REQUIREMENT> Copy exactly the lines of the data below that run from the line holding "repository aefa13a45e378ebe" through the line holding "pub fn stop(self)", both ends included.

Items listed in a dataset>
==================================================
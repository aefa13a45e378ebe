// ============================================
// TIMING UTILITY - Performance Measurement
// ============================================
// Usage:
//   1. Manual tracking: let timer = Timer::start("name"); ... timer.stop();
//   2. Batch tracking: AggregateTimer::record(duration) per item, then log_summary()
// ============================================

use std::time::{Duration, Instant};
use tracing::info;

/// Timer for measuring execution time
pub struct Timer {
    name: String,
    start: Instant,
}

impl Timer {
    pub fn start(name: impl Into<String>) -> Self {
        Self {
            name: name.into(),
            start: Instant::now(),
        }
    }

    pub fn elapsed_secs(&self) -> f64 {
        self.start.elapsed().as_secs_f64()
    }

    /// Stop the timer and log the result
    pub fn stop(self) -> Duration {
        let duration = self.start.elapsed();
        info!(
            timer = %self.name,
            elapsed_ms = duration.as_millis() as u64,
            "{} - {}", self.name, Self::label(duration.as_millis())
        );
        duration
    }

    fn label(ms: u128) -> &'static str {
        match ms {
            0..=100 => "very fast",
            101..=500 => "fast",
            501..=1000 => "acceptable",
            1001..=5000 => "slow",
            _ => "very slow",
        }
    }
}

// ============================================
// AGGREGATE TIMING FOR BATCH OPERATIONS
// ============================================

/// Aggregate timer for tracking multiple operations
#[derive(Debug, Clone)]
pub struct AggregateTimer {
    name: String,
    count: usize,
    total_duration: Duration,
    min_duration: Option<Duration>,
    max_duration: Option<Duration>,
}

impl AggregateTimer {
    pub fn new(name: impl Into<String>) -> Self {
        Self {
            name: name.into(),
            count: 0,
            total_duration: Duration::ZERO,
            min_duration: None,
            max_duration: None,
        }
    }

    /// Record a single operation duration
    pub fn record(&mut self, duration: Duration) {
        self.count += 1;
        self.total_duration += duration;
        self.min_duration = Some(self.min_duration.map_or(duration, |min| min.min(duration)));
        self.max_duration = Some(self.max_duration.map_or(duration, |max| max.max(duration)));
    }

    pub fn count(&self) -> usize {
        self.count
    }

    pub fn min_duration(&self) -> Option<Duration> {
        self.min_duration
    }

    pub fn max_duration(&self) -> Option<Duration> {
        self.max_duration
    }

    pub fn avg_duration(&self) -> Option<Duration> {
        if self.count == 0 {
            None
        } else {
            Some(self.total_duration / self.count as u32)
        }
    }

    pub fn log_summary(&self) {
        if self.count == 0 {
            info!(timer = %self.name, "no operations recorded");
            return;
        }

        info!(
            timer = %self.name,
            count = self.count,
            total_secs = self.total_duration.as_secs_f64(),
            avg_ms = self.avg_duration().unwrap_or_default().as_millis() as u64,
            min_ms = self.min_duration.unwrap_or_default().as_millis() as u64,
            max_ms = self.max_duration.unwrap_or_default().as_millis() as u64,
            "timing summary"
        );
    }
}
==================================================
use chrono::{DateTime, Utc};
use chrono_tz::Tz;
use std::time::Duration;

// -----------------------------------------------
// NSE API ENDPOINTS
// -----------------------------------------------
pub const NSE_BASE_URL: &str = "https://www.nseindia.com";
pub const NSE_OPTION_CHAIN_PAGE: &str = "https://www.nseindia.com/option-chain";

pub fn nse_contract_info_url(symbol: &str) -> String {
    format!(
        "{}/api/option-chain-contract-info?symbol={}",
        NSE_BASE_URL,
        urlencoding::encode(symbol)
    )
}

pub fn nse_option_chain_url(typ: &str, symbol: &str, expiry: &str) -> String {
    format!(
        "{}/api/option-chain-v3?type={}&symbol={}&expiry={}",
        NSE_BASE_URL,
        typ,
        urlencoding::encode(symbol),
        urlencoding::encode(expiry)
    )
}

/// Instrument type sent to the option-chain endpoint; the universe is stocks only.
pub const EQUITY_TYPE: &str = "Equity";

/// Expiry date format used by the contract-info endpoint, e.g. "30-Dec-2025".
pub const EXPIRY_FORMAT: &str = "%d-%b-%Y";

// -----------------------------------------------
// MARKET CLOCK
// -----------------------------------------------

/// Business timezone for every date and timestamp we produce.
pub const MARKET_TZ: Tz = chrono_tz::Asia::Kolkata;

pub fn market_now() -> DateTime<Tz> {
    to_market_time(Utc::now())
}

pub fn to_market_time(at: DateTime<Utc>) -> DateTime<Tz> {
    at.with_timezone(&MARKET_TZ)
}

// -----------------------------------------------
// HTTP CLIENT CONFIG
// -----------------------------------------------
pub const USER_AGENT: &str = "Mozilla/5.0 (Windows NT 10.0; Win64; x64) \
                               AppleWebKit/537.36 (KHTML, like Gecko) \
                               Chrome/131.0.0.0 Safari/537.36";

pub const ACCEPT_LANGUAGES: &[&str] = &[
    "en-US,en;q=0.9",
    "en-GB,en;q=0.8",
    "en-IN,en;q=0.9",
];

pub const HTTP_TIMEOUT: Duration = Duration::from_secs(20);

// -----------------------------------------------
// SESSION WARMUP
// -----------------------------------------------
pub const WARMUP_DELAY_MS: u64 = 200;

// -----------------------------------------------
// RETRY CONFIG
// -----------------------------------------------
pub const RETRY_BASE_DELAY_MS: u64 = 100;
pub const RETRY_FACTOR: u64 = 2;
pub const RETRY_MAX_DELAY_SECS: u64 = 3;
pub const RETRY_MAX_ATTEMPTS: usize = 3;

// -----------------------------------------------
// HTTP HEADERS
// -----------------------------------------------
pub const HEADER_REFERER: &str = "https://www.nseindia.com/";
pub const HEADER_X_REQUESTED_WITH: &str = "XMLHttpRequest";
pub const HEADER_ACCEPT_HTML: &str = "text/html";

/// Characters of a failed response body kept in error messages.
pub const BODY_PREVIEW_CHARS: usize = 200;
==================================================
RESULT OF THE EXERCISE>
repository aefa13a45e378ebe
// ============================================
// TIMING UTILITY - Performance Measurement
// ============================================
// Usage:
//   1. Manual tracking: let timer = Timer::start("name"); ... timer.stop();
//   2. Batch tracking: AggregateTimer::record(duration) per item, then log_summary()
// ============================================

use std::time::{Duration, Instant};
use tracing::info;

/// Timer for measuring execution time
pub struct Timer {
    name: String,
    start: Instant,
}

impl Timer {
    pub fn start(name: impl Into<String>) -> Self {
        Self {
            name: name.into(),
            start: Instant::now(),
        }
    }

    pub fn elapsed_secs(&self) -> f64 {
        self.start.elapsed().as_secs_f64()
    }

    /// Stop the timer and log the result
    pub fn stop(self) -> Duration {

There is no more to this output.